Exercise brief: Exactly reproduce the line that contains "match self.increment_counter(contract_id, kind, pattern).await" and all lines after it in the entries below, through the very last line.

(Stored data)

——

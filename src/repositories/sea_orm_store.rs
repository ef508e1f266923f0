use async_trait::async_trait;
use chrono::Utc;
use sea_orm::sea_query::Expr;
use sea_orm::{
    ActiveModelTrait, ColumnTrait, ConnectionTrait, DatabaseConnection, DbErr, EntityTrait,
    PaginatorTrait, QueryFilter, QuerySelect, Set, SqlErr, TransactionError, TransactionTrait,
};
use std::sync::Arc;
use tracing::{debug, instrument};
use uuid::Uuid;

use super::{AssetStore, ContractRef, NewAssetRecord, NewOrderRecord, OrderStore, Placement};
use crate::entities::{asset, contract, floor, location, maintenance_order, order_counter};
use crate::errors::ServiceError;
use crate::orders::{OrderCodePattern, OrderKind};

/// Two passes cover the case where a concurrent allocation created the
/// counter row between our update and our insert.
const COUNTER_ALLOCATION_PASSES: usize = 2;

/// SeaORM-backed implementation of the persistence ports.
#[derive(Debug, Clone)]
pub struct SeaOrmStore {
    db: Arc<DatabaseConnection>,
}

impl SeaOrmStore {
    pub fn new(db: Arc<DatabaseConnection>) -> Self {
        Self { db }
    }

    pub fn get_db(&self) -> &DatabaseConnection {
        &self.db
    }

    async fn increment_counter(
        &self,
        contract_id: Uuid,
        kind: OrderKind,
        pattern: &OrderCodePattern,
    ) -> Result<i64, TransactionError<DbErr>> {
        let key = order_counter::scope_key(contract_id, kind);
        let pattern = pattern.clone();

        self.db
            .transaction::<_, i64, DbErr>(move |txn| {
                Box::pin(async move {
                    let now = Utc::now();
                    let updated = order_counter::Entity::update_many()
                        .col_expr(
                            order_counter::Column::Value,
                            Expr::col(order_counter::Column::Value).add(1),
                        )
                        .col_expr(order_counter::Column::UpdatedAt, Expr::value(now))
                        .filter(order_counter::Column::ScopeKey.eq(key.clone()))
                        .exec(txn)
                        .await?;

                    if updated.rows_affected == 0 {
                        let seed = max_code_number(txn, contract_id, kind, &pattern)
                            .await?
                            .unwrap_or(0);
                        let value = seed + 1;
                        order_counter::ActiveModel {
                            scope_key: Set(key),
                            contract_id: Set(contract_id),
                            kind: Set(kind),
                            value: Set(value),
                            updated_at: Set(now),
                        }
                        .insert(txn)
                        .await?;
                        debug!(contract_id = %contract_id, %kind, seed, "Order counter created");
                        return Ok(value);
                    }

                    order_counter::Entity::find_by_id(key.clone())
                        .one(txn)
                        .await?
                        .map(|counter| counter.value)
                        .ok_or_else(|| DbErr::RecordNotFound(format!("order counter {key}")))
                })
            })
            .await
    }
}

/// Highest number `pattern` reads from the stored codes of a contract and kind.
async fn max_code_number<C: ConnectionTrait>(
    conn: &C,
    contract_id: Uuid,
    kind: OrderKind,
    pattern: &OrderCodePattern,
) -> Result<Option<i64>, DbErr> {
    let codes: Vec<String> = maintenance_order::Entity::find()
        .select_only()
        .column(maintenance_order::Column::Code)
        .filter(maintenance_order::Column::ContractId.eq(contract_id))
        .filter(maintenance_order::Column::Kind.eq(kind))
        .into_tuple()
        .all(conn)
        .await?;

    Ok(codes
        .iter()
        .filter_map(|code| pattern.parse(code))
        .max())
}

#[async_trait]
impl AssetStore for SeaOrmStore {
    #[instrument(skip(self))]
    async fn resolve_location(&self, location_id: Uuid) -> Result<Option<Placement>, ServiceError> {
        let found = location::Entity::find_by_id(location_id)
            .find_also_related(floor::Entity)
            .one(self.get_db())
            .await
            .map_err(ServiceError::DatabaseError)?;

        match found {
            None => Ok(None),
            Some((location, Some(floor))) => Ok(Some(Placement {
                location_id: location.id,
                floor_name: floor.name,
                location_name: location.name,
            })),
            Some((location, None)) => Err(ServiceError::NotFound(format!(
                "floor {} of location {}",
                location.floor_id, location.id
            ))),
        }
    }

    async fn count_tags_with_prefix(&self, prefix: &str) -> Result<u64, ServiceError> {
        asset::Entity::find()
            .filter(asset::Column::Tag.starts_with(prefix))
            .count(self.get_db())
            .await
            .map_err(ServiceError::DatabaseError)
    }

    async fn insert_asset(&self, record: NewAssetRecord) -> Result<(), ServiceError> {
        let tag = record.tag.into_string();
        asset::ActiveModel {
            id: Set(record.id),
            location_id: Set(record.location_id),
            name: Set(record.name),
            tag: Set(tag.clone()),
            created_at: Set(Utc::now()),
        }
        .insert(self.get_db())
        .await
        .map(|_| ())
        .map_err(|e| ServiceError::from_insert(e, &tag))
    }
}

#[async_trait]
impl OrderStore for SeaOrmStore {
    async fn find_contract_by_acronym(
        &self,
        acronym: &str,
    ) -> Result<Option<ContractRef>, ServiceError> {
        let found = contract::Entity::find()
            .filter(contract::Column::Acronym.eq(acronym))
            .one(self.get_db())
            .await
            .map_err(ServiceError::DatabaseError)?;

        Ok(found.map(|contract| ContractRef {
            id: contract.id,
            acronym: contract.acronym,
        }))
    }

    async fn max_order_number(
        &self,
        contract_id: Uuid,
        kind: OrderKind,
        pattern: &OrderCodePattern,
    ) -> Result<Option<i64>, ServiceError> {
        max_code_number(self.get_db(), contract_id, kind, pattern)
            .await
            .map_err(ServiceError::DatabaseError)
    }

    #[instrument(skip(self, pattern))]
    async fn next_sequence_value(
        &self,
        contract_id: Uuid,
        kind: OrderKind,
        pattern: &OrderCodePattern,
    ) -> Result<i64, ServiceError> {
        let mut pass = 1;
        loop {
            match self.increment_counter(contract_id, kind, pattern).await {
                Ok(value) => return Ok(value),
                Err(TransactionError::Transaction(err))
                    if pass < COUNTER_ALLOCATION_PASSES
                        && matches!(err.sql_err(), Some(SqlErr::UniqueConstraintViolation(_))) =>
                {
                    debug!(contract_id = %contract_id, %kind, "Counter row created concurrently; retrying");
                    pass += 1;
                }
                Err(TransactionError::Connection(err)) | Err(TransactionError::Transaction(err)) => {
                    return Err(ServiceError::DatabaseError(err))
                }
            }
        }
    }

    async fn insert_order(&self, record: NewOrderRecord) -> Result<(), ServiceError> {
        let code = record.code.into_string();
        maintenance_order::ActiveModel {
            id: Set(record.id),
            contract_id: Set(record.contract_id),
            kind: Set(record.kind),
            code: Set(code.clone()),
            asset_id: Set(record.asset_id),
            created_at: Set(Utc::now()),
        }
        .insert(self.get_db())
        .await
        .map(|_| ())
        .map_err(|e| ServiceError::from_insert(e, &code))
    }
}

——

Answer section:
            match self.increment_counter(contract_id, kind, pattern).await {
                Ok(value) => return Ok(value),
                Err(TransactionError::Transaction(err))
                    if pass < COUNTER_ALLOCATION_PASSES
                        && matches!(err.sql_err(), Some(SqlErr::UniqueConstraintViolation(_))) =>
                {
                    debug!(contract_id = %contract_id, %kind, "Counter row created concurrently; retrying");
                    pass += 1;
                }
                Err(TransactionError::Connection(err)) | Err(TransactionError::Transaction(err)) => {
                    return Err(ServiceError::DatabaseError(err))
                }
            }
        }
    }

    async fn insert_order(&self, record: NewOrderRecord) -> Result<(), ServiceError> {
        let code = record.code.into_string();
        maintenance_order::ActiveModel {
            id: Set(record.id),
            contract_id: Set(record.contract_id),
            kind: Set(record.kind),
            code: Set(code.clone()),
            asset_id: Set(record.asset_id),
            created_at: Set(Utc::now()),
        }
        .insert(self.get_db())
        .await
        .map(|_| ())
        .map_err(|e| ServiceError::from_insert(e, &code))
    }
}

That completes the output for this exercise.